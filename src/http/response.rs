//! Outbound response assembly.

use axum::body::Body;
use axum::http::header::{HeaderValue, CONTENT_TYPE};
use axum::http::{HeaderMap, Response, StatusCode};
use axum::response::IntoResponse;
use bytes::Bytes;

const DEFAULT_MIME_TYPE: &str = "application/octet-stream";

/// The response a handler produces: status, headers and a fully buffered
/// body. Converted into an axum response at the server boundary, which
/// recomputes `content-length`.
#[derive(Debug, Clone)]
pub struct Outbound {
    pub status: StatusCode,
    pub headers: HeaderMap,
    pub body: Bytes,
}

impl Outbound {
    /// Plain-text response, used for error and not-found bodies.
    pub fn text(status: StatusCode, body: impl Into<String>) -> Self {
        let mut headers = HeaderMap::new();
        headers.insert(
            CONTENT_TYPE,
            HeaderValue::from_static("text/plain; charset=utf-8"),
        );
        Self {
            status,
            headers,
            body: Bytes::from(body.into()),
        }
    }
}

impl IntoResponse for Outbound {
    fn into_response(self) -> Response<Body> {
        (self.status, self.headers, self.body).into_response()
    }
}

/// Build a response from cached or fetched parts. When `content-type` is
/// absent it is guessed from the request path's extension, falling back to
/// `application/octet-stream`.
pub fn build_response(
    status_code: u16,
    mut headers: HeaderMap,
    body: Bytes,
    guess_path: Option<&str>,
) -> Outbound {
    if !headers.contains_key(CONTENT_TYPE) {
        let guessed = guess_path
            .and_then(|path| mime_guess::from_path(path).first_raw())
            .unwrap_or(DEFAULT_MIME_TYPE);
        headers.insert(CONTENT_TYPE, HeaderValue::from_static(guessed));
    }
    let status = StatusCode::from_u16(status_code).unwrap_or(StatusCode::OK);
    Outbound {
        status,
        headers,
        body,
    }
}
//! Proxy mode: always fetch from the origin, cache as a side effect.

use std::sync::Arc;

use async_trait::async_trait;
use axum::http::header::{HeaderValue, LOCATION};
use axum::http::StatusCode;

use crate::cache::CacheStore;
use crate::handlers::{is_cacheable, InboundRequest, RequestHandler};
use crate::http::headers::{clean_request_headers, clean_response_headers, rewrite_location};
use crate::http::response::{build_response, Outbound};
use crate::http::url::build_full_url;
use crate::origin::{FetchError, Origin, OriginRequest};

pub struct ProxyHandler {
    origin_base: String,
    store: Arc<CacheStore>,
    origin: Arc<dyn Origin>,
}

impl ProxyHandler {
    pub fn new(origin_base: impl Into<String>, store: Arc<CacheStore>, origin: Arc<dyn Origin>) -> Self {
        Self {
            origin_base: origin_base.into().trim_end_matches('/').to_string(),
            store,
            origin,
        }
    }
}

#[async_trait]
impl RequestHandler for ProxyHandler {
    async fn handle(&self, request: InboundRequest) -> Outbound {
        let url = build_full_url(&self.origin_base, &request.path, request.query.as_deref());
        tracing::info!(method = %request.method, url = %url, "proxying request");

        let upstream = self
            .origin
            .fetch(OriginRequest {
                method: request.method.clone(),
                url: url.clone(),
                headers: clean_request_headers(&request.headers),
                body: request.body.clone(),
            })
            .await;

        let mut upstream = match upstream {
            Ok(upstream) => upstream,
            Err(FetchError::Timeout) => {
                tracing::error!(url = %url, "origin request timed out");
                return Outbound::text(StatusCode::GATEWAY_TIMEOUT, "Request timeout");
            }
            Err(FetchError::Network(error)) => {
                tracing::error!(url = %url, error = %error, "origin request failed");
                return Outbound::text(
                    StatusCode::INTERNAL_SERVER_ERROR,
                    format!("Proxy error: {error}"),
                );
            }
        };

        tracing::debug!(
            status = %upstream.status,
            content_length = upstream.body.len(),
            "origin response"
        );

        // Redirects pointing back at the origin must keep the client on the
        // proxy.
        if let Some(location) = upstream
            .headers
            .get(LOCATION)
            .and_then(|value| value.to_str().ok())
            .map(str::to_owned)
        {
            let (rewritten, changed) = rewrite_location(&location, &self.origin_base);
            if changed {
                tracing::info!(from = %location, to = %rewritten, "rewriting location header");
                if let Ok(value) = HeaderValue::from_str(&rewritten) {
                    upstream.headers.insert(LOCATION, value);
                }
            }
        }

        let headers = clean_response_headers(&upstream.headers);

        if is_cacheable(&request.method) {
            let write = self
                .store
                .put(
                    &url,
                    &request.method,
                    request.cache_body(),
                    upstream.status.as_u16(),
                    &headers,
                    &upstream.body,
                )
                .await;
            match write {
                Ok(()) => tracing::debug!(url = %url, "response cached"),
                // A failed cache write must never fail the client request.
                Err(error) => {
                    tracing::warn!(url = %url, error = %error, "failed to cache response")
                }
            }
        }

        build_response(upstream.status.as_u16(), headers, upstream.body, None)
    }
}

§ What needs to be done:
Write out the material exactly as given.

§ Response for this exercise:
filename src/http/response.rs
//! Outbound response assembly.

use axum::body::Body;
use axum::http::header::{HeaderValue, CONTENT_TYPE};
use axum::http::{HeaderMap, Response, StatusCode};
use axum::response::IntoResponse;
use bytes::Bytes;

const DEFAULT_MIME_TYPE: &str = "application/octet-stream";

/// The response a handler produces: status, headers and a fully buffered
/// body. Converted into an axum response at the server boundary, which
/// recomputes `content-length`.
#[derive(Debug, Clone)]
pub struct Outbound {
    pub status: StatusCode,
    pub headers: HeaderMap,
    pub body: Bytes,
}

impl Outbound {
    /// Plain-text response, used for error and not-found bodies.
    pub fn text(status: StatusCode, body: impl Into<String>) -> Self {
        let mut headers = HeaderMap::new();
        headers.insert(
            CONTENT_TYPE,
            HeaderValue::from_static("text/plain; charset=utf-8"),
        );
        Self {
            status,
            headers,
            body: Bytes::from(body.into()),
        }
    }
}

impl IntoResponse for Outbound {
    fn into_response(self) -> Response<Body> {
        (self.status, self.headers, self.body).into_response()
    }
}

/// Build a response from cached or fetched parts. When `content-type` is
/// absent it is guessed from the request path's extension, falling back to
/// `application/octet-stream`.
pub fn build_response(
    status_code: u16,
    mut headers: HeaderMap,
    body: Bytes,
    guess_path: Option<&str>,
) -> Outbound {
    if !headers.contains_key(CONTENT_TYPE) {
        let guessed = guess_path
            .and_then(|path| mime_guess::from_path(path).first_raw())
            .unwrap_or(DEFAULT_MIME_TYPE);
        headers.insert(CONTENT_TYPE, HeaderValue::from_static(guessed));
    }
    let status = StatusCode::from_u16(status_code).unwrap_or(StatusCode::OK);
    Outbound {
        status,
        headers,
        body,
    }
}
//! Proxy mode: always fetch from the origin, cache as a side effect.

use std::sync::Arc;

use async_trait::async_trait;
use axum::http::header::{HeaderValue, LOCATION};
use axum::http::StatusCode;

use crate::cache::CacheStore;
use crate::handlers::{is_cacheable, InboundRequest, RequestHandler};
use crate::http::headers::{clean_request_headers, clean_response_headers, rewrite_location};
use crate::http::response::{build_response, Outbound};
use crate::http::url::build_full_url;
use crate::origin::{FetchError, Origin, OriginRequest};

pub struct ProxyHandler {
    origin_base: String,
    store: Arc<CacheStore>,
    origin: Arc<dyn Origin>,
}

impl ProxyHandler {
    pub fn new(origin_base: impl Into<String>, store: Arc<CacheStore>, origin: Arc<dyn Origin>) -> Self {
        Self {
            origin_base: origin_base.into().trim_end_matches('/').to_string(),
            store,
            origin,
        }
    }
}

#[async_trait]
impl RequestHandler for ProxyHandler {
    async fn handle(&self, request: InboundRequest) -> Outbound {
        let url = build_full_url(&self.origin_base, &request.path, request.query.as_deref());
        tracing::info!(method = %request.method, url = %url, "proxying request");

        let upstream = self
            .origin
            .fetch(OriginRequest {
                method: request.method.clone(),
                url: url.clone(),
                headers: clean_request_headers(&request.headers),
                body: request.body.clone(),
            })
            .await;

        let mut upstream = match upstream {
            Ok(upstream) => upstream,
            Err(FetchError::Timeout) => {
                tracing::error!(url = %url, "origin request timed out");
                return Outbound::text(StatusCode::GATEWAY_TIMEOUT, "Request timeout");
            }
            Err(FetchError::Network(error)) => {
                tracing::error!(url = %url, error = %error, "origin request failed");
                return Outbound::text(
                    StatusCode::INTERNAL_SERVER_ERROR,
                    format!("Proxy error: {error}"),
                );
            }
        };

        tracing::debug!(
            status = %upstream.status,
            content_length = upstream.body.len(),
            "origin response"
        );

        // Redirects pointing back at the origin must keep the client on the
        // proxy.
        if let Some(location) = upstream
            .headers
            .get(LOCATION)
            .and_then(|value| value.to_str().ok())
            .map(str::to_owned)
        {
            let (rewritten, changed) = rewrite_location(&location, &self.origin_base);
            if changed {
                tracing::info!(from = %location, to = %rewritten, "rewriting location header");
                if let Ok(value) = HeaderValue::from_str(&rewritten) {
                    upstream.headers.insert(LOCATION, value);
                }
            }
        }

        let headers = clean_response_headers(&upstream.headers);

        if is_cacheable(&request.method) {
            let write = self
                .store
                .put(
                    &url,
                    &request.method,
                    request.cache_body(),
                    upstream.status.as_u16(),
                    &headers,
                    &upstream.body,
                )
                .await;
            match write {
                Ok(()) => tracing::debug!(url = %url, "response cached"),
                // A failed cache write must never fail the client request.
                Err(error) => {
                    tracing::warn!(url = %url, error = %error, "failed to cache response")
                }
            }
        }

        build_response(upstream.status.as_u16(), headers, upstream.body, None)
    }
}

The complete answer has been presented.